• _Goal of the exercise_: After locating the line that holds "pub struct Bitrate", output it and all following lines word for word, stopping only at the end of the data.
═══ Records provided ═══
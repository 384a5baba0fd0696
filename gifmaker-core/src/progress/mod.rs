// ============================================================================
// gifmaker-core/src/progress/mod.rs
// ============================================================================
//
// PROGRESS TRACKING: From ffmpeg Status Text to a Live Display
//
// ffmpeg's status output flows through three stages:
//
//   stdout bytes -> StatusScanner -> ProgressEvent
//                -> ProgressAggregator (single writer of ProgressState)
//                -> TerminalRenderer (reads the state on a fixed tick)
//
// The scanner knows about text and regexes, the aggregator about smoothing
// and estimation, the renderer about the terminal. ProgressEvent is the only
// type the three share besides the state itself.
//
// AI-ASSISTANT-INFO: Progress pipeline types and submodules

pub mod aggregator;
pub mod render;
pub mod scanner;

pub use aggregator::{ProgressAggregator, ProgressState};
pub use render::{DisplayStyle, RenderFrame, TerminalRenderer, render_bar};
pub use scanner::{ScanEvents, StatusScanner};

use crate::utils::SizeValue;
use serde::Serialize;

/// A bitrate as reported by ffmpeg, e.g. `1234.5kbits/s`.
#[derive(Debug, Clone, PartialEq, Serialize)]
pub struct Bitrate {
    pub value: f64,
    /// Unit without the `/s` suffix, e.g. `kbits`
    pub unit: String,
}

/// Everything recognized on one status line. Fields that did not appear on
/// the line are `None`.
#[derive(Debug, Clone, Default, PartialEq)]
pub struct ProgressEvent {
    /// Position in the output timeline, seconds
    pub position: Option<f64>,
    /// Total duration of the input, seconds
    pub total_duration: Option<f64>,
    /// Processing speed relative to real time
    pub rate: Option<f64>,
    pub size: Option<SizeValue>,
    pub bitrate: Option<Bitrate>,
    pub frames: Option<u64>,
    pub width: Option<u32>,
    pub height: Option<u32>,
}

impl ProgressEvent {
    /// True when no field was recognized.
    pub fn is_empty(&self) -> bool {
        *self == ProgressEvent::default()
    }
}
═══
• _Reply_:
pub struct Bitrate {
    pub value: f64,
    /// Unit without the `/s` suffix, e.g. `kbits`
    pub unit: String,
}

/// Everything recognized on one status line. Fields that did not appear on
/// the line are `None`.
#[derive(Debug, Clone, Default, PartialEq)]
pub struct ProgressEvent {
    /// Position in the output timeline, seconds
    pub position: Option<f64>,
    /// Total duration of the input, seconds
    pub total_duration: Option<f64>,
    /// Processing speed relative to real time
    pub rate: Option<f64>,
    pub size: Option<SizeValue>,
    pub bitrate: Option<Bitrate>,
    pub frames: Option<u64>,
    pub width: Option<u32>,
    pub height: Option<u32>,
}

impl ProgressEvent {
    /// True when no field was recognized.
    pub fn is_empty(&self) -> bool {
        *self == ProgressEvent::default()
    }
}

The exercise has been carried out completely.